Please repeat, exactly and with nothing extra, the line containing "log and continue." and every line after it up to the end of the material.

****************

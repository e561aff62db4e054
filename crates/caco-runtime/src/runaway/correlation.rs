//! Per-correlation call tracking with a raw-depth policy.
//!
//! Simpler sibling of [`RunawayRulesEngine`](super::rules::RunawayRulesEngine):
//! depth is the raw chain length (no collapsing) and the rate limit is an
//! owned [`RateAggregator`]. Suited to single-hop delegation.

use std::sync::Arc;

use caco_core::{Clock, CorrelationId};
use caco_settings::CorrelationSettings;
use serde::{Deserialize, Serialize};

use super::rate::RateAggregator;
use super::types::{CallMetrics, RunawayRule, RunawayVerdict};

/// Limits for [`CorrelationMetrics`].
#[derive(Clone, Debug, PartialEq, Eq)]
pub struct CorrelationConfig {
    /// Reject once the chain has this many entries.
    pub max_depth: usize,
    /// Context expires after this many seconds.
    pub max_age_seconds: u64,
    /// Rate limit: calls per window.
    pub rate_max_calls: usize,
    /// Rate limit: window length in seconds.
    pub rate_window_seconds: u64,
}

impl Default for CorrelationConfig {
    fn default() -> Self {
        Self::from(&CorrelationSettings::default())
    }
}

impl From<&CorrelationSettings> for CorrelationConfig {
    fn from(s: &CorrelationSettings) -> Self {
        Self {
            max_depth: s.max_depth,
            max_age_seconds: s.max_age_seconds,
            rate_max_calls: s.rate_limit.max_calls,
            rate_window_seconds: s.rate_limit.window_seconds,
        }
    }
}

/// Point-in-time view of a correlation context.
#[derive(Clone, Debug, PartialEq, Eq, Serialize, Deserialize)]
#[serde(rename_all = "camelCase")]
pub struct CorrelationSnapshot {
    /// Correlation id.
    pub correlation_id: CorrelationId,
    /// Number of chain entries.
    pub chain_length: usize,
    /// Chain in hop order.
    pub chain: Vec<String>,
    /// Whole seconds since the context was created.
    pub age_seconds: u64,
}

/// Chain, timestamps and policy for one correlation id.
pub struct CorrelationMetrics {
    correlation_id: CorrelationId,
    metrics: CallMetrics,
    config: CorrelationConfig,
    rate: RateAggregator,
    clock: Arc<dyn Clock>,
}

impl CorrelationMetrics {
    /// New context starting now.
    pub fn new(
        correlation_id: CorrelationId,
        config: CorrelationConfig,
        clock: Arc<dyn Clock>,
    ) -> Self {
        let rate = RateAggregator::new(config.rate_max_calls, config.rate_window_seconds);
        Self {
            correlation_id,
            metrics: CallMetrics::starting_at(clock.now_ms()),
            config,
            rate,
            clock,
        }
    }

    /// Seed the chain with the originating participant.
    ///
    /// The origin is not a call, so no timestamp is recorded for it.
    #[must_use]
    pub fn with_origin(mut self, origin: impl Into<String>) -> Self {
        self.metrics.chain.push(origin.into());
        self
    }

    /// Append a hop to the chain and stamp it.
    pub fn record_call(&mut self, id: impl Into<String>) {
        let now = self.clock.now_ms();
        self.metrics.chain.push(id.into());
        self.metrics.call_timestamps_ms.push(now);
        self.rate.record_call(now);
    }

    /// Whether a call to `id` may be added.
    pub fn is_allowed(&mut self, id: &str) -> RunawayVerdict {
        let len = self.metrics.chain.len();
        if len >= self.config.max_depth {
            return RunawayVerdict::reject(
                RunawayRule::Depth,
                format!(
                    "Max depth reached: chain length {len} >= {} (refusing call to '{id}')",
                    self.config.max_depth
                ),
            );
        }
        let recent = self.rate.call_count(self.clock.now_ms());
        if recent >= self.rate.max_calls() {
            return RunawayVerdict::reject(
                RunawayRule::Rate,
                format!(
                    "Rate limit exceeded: {recent} calls in {}s (max {}, refusing call to '{id}')",
                    self.rate.window_seconds(),
                    self.rate.max_calls()
                ),
            );
        }
        RunawayVerdict::Allowed
    }

    /// Whether the context is older than `max_age_seconds`.
    pub fn is_expired(&self) -> bool {
        self.age_ms() > super::secs_to_ms(self.config.max_age_seconds)
    }

    /// Snapshot for reporting.
    pub fn snapshot(&self) -> CorrelationSnapshot {
        CorrelationSnapshot {
            correlation_id: self.correlation_id.clone(),
            chain_length: self.metrics.chain.len(),
            chain: self.metrics.chain.clone(),
            age_seconds: (self.age_ms().max(0) / 1000) as u64,
        }
    }

    /// The raw metrics, as consumed by
    /// [`RunawayRulesEngine::check_call`](super::rules::RunawayRulesEngine::check_call).
    pub fn call_metrics(&self) -> &CallMetrics {
        &self.metrics
    }

    /// Correlation id.
    pub fn correlation_id(&self) -> &CorrelationId {
        &self.correlation_id
    }

    fn age_ms(&self) -> i64 {
        self.clock.now_ms().saturating_sub(self.metrics.start_time_ms)
    }
}

impl std::fmt::Debug for CorrelationMetrics {
    fn fmt(&self, f: &mut std::fmt::Formatter<'_>) -> std::fmt::Result {
        f.debug_struct("CorrelationMetrics")
            .field("correlation_id", &self.correlation_id)
            .field("metrics", &self.metrics)
            .field("config", &self.config)
            .finish_non_exhaustive()
    }
}
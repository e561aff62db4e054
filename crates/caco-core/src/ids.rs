//! Branded string identifiers.

use serde::{Deserialize, Serialize};
use std::fmt;
use std::str::FromStr;
use uuid::Uuid;

macro_rules! branded_id {
    ($(#[$meta:meta])* $name:ident, $prefix:expr) => {
        $(#[$meta])*
        #[derive(Clone, Debug, Hash, Eq, PartialEq, Serialize, Deserialize)]
        #[serde(transparent)]
        pub struct $name(String);

        impl $name {
            /// Generate a fresh, time-ordered id.
            pub fn new() -> Self {
                Self(format!("{}_{}", $prefix, Uuid::now_v7()))
            }

            /// Wrap an existing id without validation.
            pub fn from_raw(s: impl Into<String>) -> Self {
                Self(s.into())
            }

            /// Borrow the underlying string.
            pub fn as_str(&self) -> &str {
                &self.0
            }
        }

        impl Default for $name {
            fn default() -> Self {
                Self::new()
            }
        }

        impl fmt::Display for $name {
            fn fmt(&self, f: &mut fmt::Formatter<'_>) -> fmt::Result {
                f.write_str(&self.0)
            }
        }

        impl FromStr for $name {
            type Err = std::convert::Infallible;
            fn from_str(s: &str) -> Result<Self, Self::Err> {
                Ok(Self(s.to_owned()))
            }
        }

        impl AsRef<str> for $name {
            fn as_ref(&self) -> &str {
                &self.0
            }
        }
    };
}

branded_id!(
    /// Identifies one end-to-end delegation flow across sessions.
    CorrelationId,
    "corr"
);
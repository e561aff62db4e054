//! Per-session queues of synthetic events, drained at turn boundaries.
//!
//! Events produced during tool execution (an embeddable resource, say) are
//! held here and handed back right before the turn's visible content, so the
//! client sees them in a stable position whether it is following a live
//! stream or replaying history.

use std::collections::HashMap;

use caco_core::QueuedEvent;
use caco_core::events::{ASSISTANT_MESSAGE, ASSISTANT_MESSAGE_DELTA, SESSION_ERROR};
use parking_lot::Mutex;
use tracing::debug;

/// Whether `event_type` marks a turn boundary at which queues drain.
///
/// True for streamed content deltas, the final assistant message and
/// terminal errors. Tool lifecycle, user messages and idle notices are not
/// boundaries.
pub fn is_flush_trigger(event_type: &str) -> bool {
    matches!(
        event_type,
        ASSISTANT_MESSAGE_DELTA | ASSISTANT_MESSAGE | SESSION_ERROR
    )
}

/// FIFO of [`QueuedEvent`]s for one session.
#[derive(Clone, Debug, Default)]
pub struct CacoEventQueue {
    events: Vec<QueuedEvent>,
}

impl CacoEventQueue {
    /// Empty queue.
    pub fn new() -> Self {
        Self::default()
    }

    /// Append an event.
    pub fn queue(&mut self, event: QueuedEvent) {
        self.events.push(event);
    }

    /// Take every pending event in insertion order, leaving the queue empty.
    pub fn flush(&mut self) -> Vec<QueuedEvent> {
        std::mem::take(&mut self.events)
    }

    /// Whether anything is queued.
    pub fn has_pending(&self) -> bool {
        !self.events.is_empty()
    }

    /// Number of queued events.
    pub fn len(&self) -> usize {
        self.events.len()
    }

    /// Whether the queue is empty.
    pub fn is_empty(&self) -> bool {
        self.events.is_empty()
    }
}

/// `session -> CacoEventQueue`.
#[derive(Default)]
pub struct SessionEventQueues {
    queues: Mutex<HashMap<String, CacoEventQueue>>,
}

impl SessionEventQueues {
    /// No queues.
    pub fn new() -> Self {
        Self::default()
    }

    /// Append `event` to the queue of `session_id`.
    pub fn queue(&self, session_id: &str, event: QueuedEvent) {
        debug!(session_id, event_type = %event.event_type, "event queued");
        self.queues
            .lock()
            .entry(session_id.to_owned())
            .or_default()
            .queue(event);
    }

    /// Drain the queue of `session_id`.
    pub fn flush(&self, session_id: &str) -> Vec<QueuedEvent> {
        self.queues
            .lock()
            .remove(session_id)
            .map(|mut q| q.flush())
            .unwrap_or_default()
    }

    /// Drain the queue of `session_id` if `event_type` is a flush trigger.
    ///
    /// Returns an empty list for non-trigger events and for empty queues, so
    /// callers can emit the result unconditionally before `event_type`.
    pub fn take_if_trigger(&self, session_id: &str, event_type: &str) -> Vec<QueuedEvent> {
        if !is_flush_trigger(event_type) {
            return Vec::new();
        }
        let events = self.flush(session_id);
        if !events.is_empty() {
            debug!(session_id, event_type, count = events.len(), "queued events flushed");
        }
        events
    }

    /// Number of events pending for `session_id`.
    pub fn pending(&self, session_id: &str) -> usize {
        self.queues.lock().get(session_id).map_or(0, CacoEventQueue::len)
    }

    /// Drop the queue of `session_id` without returning it.
    pub fn discard(&self, session_id: &str) {
        if let Some(q) = self.queues.lock().remove(session_id) {
            if q.has_pending() {
                debug!(session_id, dropped = q.len(), "queued events discarded");
            }
        }
    }
}
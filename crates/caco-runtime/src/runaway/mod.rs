//! Runaway delegation detection.
//!
//! ## Submodules
//!
//! | Module | Purpose |
//! |--------|---------|
//! | `chain` | Collapse delegate-and-return oscillations, effective depth |
//! | `rate` | Sliding-window call counter |
//! | `rules` | Composite depth/duration/rate evaluator over caller-supplied metrics |
//! | `correlation` | Per-correlation chain + timestamps with a simpler raw-depth policy |
//! | `registry` | `correlationId -> CorrelationMetrics` map with expiry sweep |
//! | `types` | `CallMetrics`, `RunawayRule`, `RunawayVerdict` |
//!
//! Rejections are values, not errors: callers decide whether to deny the
//! nested call or log and continue.

pub mod chain;
pub mod correlation;
pub mod rate;
pub mod registry;
pub mod rules;
pub mod types;

/// Seconds to milliseconds, saturating at `i64::MAX`.
pub(crate) fn secs_to_ms(secs: u64) -> i64 {
    i64::try_from(secs).unwrap_or(i64::MAX).saturating_mul(1000)
}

****************

YOUR RESPONSE:
//! nested call or log and continue.

pub mod chain;
pub mod correlation;
pub mod rate;
pub mod registry;
pub mod rules;
pub mod types;

/// Seconds to milliseconds, saturating at `i64::MAX`.
pub(crate) fn secs_to_ms(secs: u64) -> i64 {
    i64::try_from(secs).unwrap_or(i64::MAX).saturating_mul(1000)
}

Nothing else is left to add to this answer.